WHAT IS NEEDED => Here are the records. Write out exactly the lines between the one holding "self.placed.push(Disc::new(id, pos, bridge_radius));" and the one holding "for link in", inclusive.

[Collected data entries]
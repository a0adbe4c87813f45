//! Goal-directed disc graph generation
//!
//! Every generated disc is projected onto a disc that is already connected to
//! the start disc, so the graph is connected by construction. Goal discs
//! (cell exits, boss arenas) are placed up front and join the graph once a
//! placed disc links to them; whatever is still outstanding when the
//! iteration budget runs out is bridged explicitly.

use glam::Vec2;

use crate::consts::*;
use crate::polar_to_cartesian;
use crate::random::Random;
use crate::sim::collision::{Rect, circle_overlap, direction_between};
use crate::sim::disc::{AreaId, Disc, DiscId, link_discs, project_disc_to_closest_disc};

/// Upper bound on bridging discs per outstanding goal
const MAX_BRIDGE_STEPS: usize = 256;

/// Where disc centers may be placed
#[derive(Debug, Clone, Copy, PartialEq)]
pub enum Region {
    Rect(Rect),
    Circle { center: Vec2, radius: f32 },
}

impl Region {
    pub fn contains(&self, point: Vec2) -> bool {
        match self {
            Region::Rect(rect) => rect.contains_point(point),
            Region::Circle { center, radius } => point.distance_squared(*center) <= radius * radius,
        }
    }

    pub fn random_point(&self, random: &mut Random) -> Vec2 {
        match self {
            Region::Rect(rect) => Vec2::new(
                random.float_range(rect.min.x, rect.max.x),
                random.float_range(rect.min.y, rect.max.y),
            ),
            Region::Circle { center, radius } => {
                // sqrt keeps the distribution uniform over the area
                let r = radius * (random.generate_and_mutate() as f32).sqrt();
                *center + polar_to_cartesian(r, random.float_range(0.0, std::f32::consts::TAU))
            }
        }
    }
}

/// Knobs for one kind of area
#[derive(Debug, Clone, Copy, PartialEq)]
pub struct GenerationProfile {
    /// Keep iterating until at least this many discs are placed
    pub target_discs: usize,
    /// Hard cap on placement iterations
    pub max_iterations: usize,
    pub min_radius: f32,
    pub max_radius: f32,
    /// Probability a proposal is aimed at an outstanding goal
    pub goal_bias: f32,
}

/// Incremental builder for one area's disc graph
pub struct DiscGenerator {
    area: AreaId,
    random: Random,
    profile: GenerationProfile,
    region: Region,
    /// Discs connected to the start disc
    placed: Vec<Disc>,
    /// Goal discs not yet connected
    goals: Vec<Disc>,
    next_index: u32,
    discarded: usize,
}

impl DiscGenerator {
    /// Start a graph with its entrance disc
    pub fn new(
        area: AreaId,
        random: Random,
        profile: GenerationProfile,
        region: Region,
        start_pos: Vec2,
        start_radius: f32,
    ) -> Self {
        let start = Disc::new(DiscId::new(area, 0), start_pos, start_radius);
        Self {
            area,
            random,
            profile,
            region,
            placed: vec![start],
            goals: Vec::new(),
            next_index: 1,
            discarded: 0,
        }
    }

    /// Register a disc that must end up connected; returns its id
    pub fn add_goal(&mut self, pos: Vec2, radius: f32) -> DiscId {
        let id = self.allocate_id();
        let goal = Disc::new(id, pos, radius);
        if self.placed.iter().any(|disc| disc.is_linked_to(&goal)) {
            self.placed.push(goal);
        } else {
            self.goals.push(goal);
        }
        id
    }

    pub fn start_id(&self) -> DiscId {
        DiscId::new(self.area, 0)
    }

    /// Proposals that failed every placement attempt
    pub fn discarded(&self) -> usize {
        self.discarded
    }

    /// Run the placement loop, bridge leftover goals and link the result
    ///
    /// Returned discs are sorted so that `discs[i].id.index == i`.
    pub fn generate(mut self) -> Vec<Disc> {
        let mut iterations = 0;
        while iterations < self.profile.max_iterations
            && (!self.goals.is_empty() || self.placed.len() < self.profile.target_discs)
        {
            iterations += 1;
            self.place_one();
        }
        self.bridge_goals();
        if self.discarded > 0 {
            log::debug!(
                "{:?}: {} discs placed, {} proposals discarded",
                self.area,
                self.placed.len(),
                self.discarded
            );
        }

        let mut discs = self.placed;
        discs.sort_by_key(|disc| disc.id.index);
        link_discs(&mut discs);
        discs
    }

    fn allocate_id(&mut self) -> DiscId {
        let id = DiscId::new(self.area, self.next_index);
        self.next_index += 1;
        id
    }

    /// Propose one disc and try to attach it
    fn place_one(&mut self) {
        let mut radius = self
            .random
            .float_range(self.profile.min_radius, self.profile.max_radius);
        let target = if !self.goals.is_empty() && self.random.chance(self.profile.goal_bias) {
            let index = self.random.range(0, self.goals.len() as i32 - 1) as usize;
            let (center, reach) = (self.goals[index].pos, self.goals[index].radius + radius);
            center
                + polar_to_cartesian(
                    self.random.float_range(0.0, reach),
                    self.random.float_range(0.0, std::f32::consts::TAU),
                )
        } else {
            self.region.random_point(&mut self.random)
        };

        for _ in 0..PLACEMENT_ATTEMPTS {
            let mut candidate = Disc::new(DiscId::new(self.area, self.next_index), target, radius);
            project_disc_to_closest_disc(&mut candidate, &self.placed, GENERATION_OVERLAP);
            if self.is_valid(&candidate) {
                self.next_index += 1;
                self.accept(candidate);
                return;
            }
            radius *= PLACEMENT_SHRINK;
        }
        self.discarded += 1;
    }

    /// Center inside the region and no excessive overlap with any disc
    fn is_valid(&self, candidate: &Disc) -> bool {
        self.region.contains(candidate.pos)
            && self
                .placed
                .iter()
                .chain(self.goals.iter())
                .all(|disc| circle_overlap(candidate, disc) <= MAX_GENERATION_OVERLAP + 1e-3)
    }

    /// Add a connected disc and pull in any goals it now reaches
    fn accept(&mut self, disc: Disc) {
        let (reached, outstanding): (Vec<Disc>, Vec<Disc>) =
            self.goals.drain(..).partition(|goal| goal.is_linked_to(&disc));
        self.goals = outstanding;
        self.placed.push(disc);
        self.placed.extend(reached);
    }

    /// Connect every outstanding goal with forced bridging discs
    fn bridge_goals(&mut self) {
        let max_radius = self.profile.max_radius.max(GENERATION_OVERLAP * 2.0 + 1.0);
        while let Some(goal) = self.goals.first().cloned() {
            let mut steps = 0;
            loop {
                let Some(nearest) = self
                    .placed
                    .iter()
                    .min_by(|a, b| {
                        let da = a.pos.distance(goal.pos) - a.radius;
                        let db = b.pos.distance(goal.pos) - b.radius;
                        da.partial_cmp(&db).unwrap_or(std::cmp::Ordering::Equal)
                    })
                    .cloned()
                else {
                    break;
                };
                if nearest.is_linked_to(&goal) || steps >= MAX_BRIDGE_STEPS {
                    break;
                }
                steps += 1;

                let direction = direction_between(nearest.pos, goal.pos);
                let gap = nearest.pos.distance(goal.pos) - nearest.radius - goal.radius;
                let bridge_radius = gap / 2.0 + GENERATION_OVERLAP;
                let id = self.allocate_id();
                if bridge_radius <= max_radius {
                    // One disc overlapping both ends by the generation overlap
                    let pos = nearest.pos + direction * (nearest.radius + gap / 2.0);
                    self.placed.push(Disc::new(id, pos, bridge_radius));
                    break;
                }
                let pos = nearest.pos + direction * (nearest.radius + max_radius - GENERATION_OVERLAP);
                self.placed.push(Disc::new(id, pos, max_radius));
            }
            if steps >= MAX_BRIDGE_STEPS {
                log::warn!("{:?}: gave up bridging goal {:?}", self.area, goal.id);
            }
            self.goals.remove(0);
            self.placed.push(goal);
        }
    }
}

/// True if every disc is reachable from `discs[0]` over links
pub fn is_connected(discs: &[Disc]) -> bool {
    let Some(first) = discs.first() else {
        return true;
    };
    let mut seen = std::collections::BTreeSet::from([first.id]);
    let mut frontier = vec![first];
    while let Some(disc) = frontier.pop() {
        for link in &disc.links {
            if seen.insert(*link) {
                if let Some(next) = discs.iter().find(|d| d.id == *link) {
                    frontier.push(next);
                }
            }
        }
    }
    seen.len() == discs.len()
}

#[cfg(test)]
mod tests {
    use super::*;

    fn profile() -> GenerationProfile {
        GenerationProfile {
            target_discs: 25,
            max_iterations: 200,
            min_radius: 60.0,
            max_radius: 140.0,
            goal_bias: 0.3,
        }
    }

    fn region() -> Region {
        Region::Rect(Rect::around(Vec2::ZERO, 1000.0))
    }

    #[test]
    fn test_generated_graph_is_connected_and_indexed() {
        let mut generator =
            DiscGenerator::new(AreaId::Dungeon(1), Random::new(9), profile(), region(), Vec2::ZERO, 150.0);
        generator.add_goal(Vec2::new(990.0, 0.0), 100.0);
        generator.add_goal(Vec2::new(0.0, -990.0), 80.0);
        let discs = generator.generate();
        assert!(discs.len() >= 3);
        assert!(is_connected(&discs));
        for (index, disc) in discs.iter().enumerate() {
            assert_eq!(disc.id.index as usize, index);
        }
    }

    #[test]
    fn test_placed_discs_respect_overlap_limit() {
        let generator =
            DiscGenerator::new(AreaId::Dungeon(2), Random::new(4), profile(), region(), Vec2::ZERO, 150.0);
        let discs = generator.generate();
        assert!(discs.len() >= profile().target_discs.min(10));
        for (i, a) in discs.iter().enumerate() {
            assert!(region().contains(a.pos));
            for b in &discs[i + 1..] {
                assert!(circle_overlap(a, b) <= MAX_GENERATION_OVERLAP + 1e-2);
            }
        }
    }

    #[test]
    fn test_unreachable_goal_is_bridged() {
        // No iterations: the goal can only be connected by bridging
        let profile = GenerationProfile {
            max_iterations: 0,
            ..profile()
        };
        let mut generator =
            DiscGenerator::new(AreaId::Dungeon(3), Random::new(1), profile, region(), Vec2::ZERO, 100.0);
        let goal = generator.add_goal(Vec2::new(2500.0, 0.0), 120.0);
        let discs = generator.generate();
        assert!(discs.iter().any(|d| d.id == goal));
        assert!(is_connected(&discs));
        assert!(discs.len() > 2);
    }

    #[test]
    fn test_same_seed_same_graph() {
        let build = || {
            let mut generator =
                DiscGenerator::new(AreaId::Dungeon(5), Random::new(77), profile(), region(), Vec2::ZERO, 150.0);
            generator.add_goal(Vec2::new(-900.0, 400.0), 90.0);
            generator.generate()
        };
        assert_eq!(build(), build());
    }
}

RESULT FOR THIS EXERCISE =>
                    self.placed.push(Disc::new(id, pos, bridge_radius));
                    break;
                }
                let pos = nearest.pos + direction * (nearest.radius + max_radius - GENERATION_OVERLAP);
                self.placed.push(Disc::new(id, pos, max_radius));
            }
            if steps >= MAX_BRIDGE_STEPS {
                log::warn!("{:?}: gave up bridging goal {:?}", self.area, goal.id);
            }
            self.goals.remove(0);
            self.placed.push(goal);
        }
    }
}

/// True if every disc is reachable from `discs[0]` over links
pub fn is_connected(discs: &[Disc]) -> bool {
    let Some(first) = discs.first() else {
        return true;
    };
    let mut seen = std::collections::BTreeSet::from([first.id]);
    let mut frontier = vec![first];
    while let Some(disc) = frontier.pop() {
        for link in &disc.links {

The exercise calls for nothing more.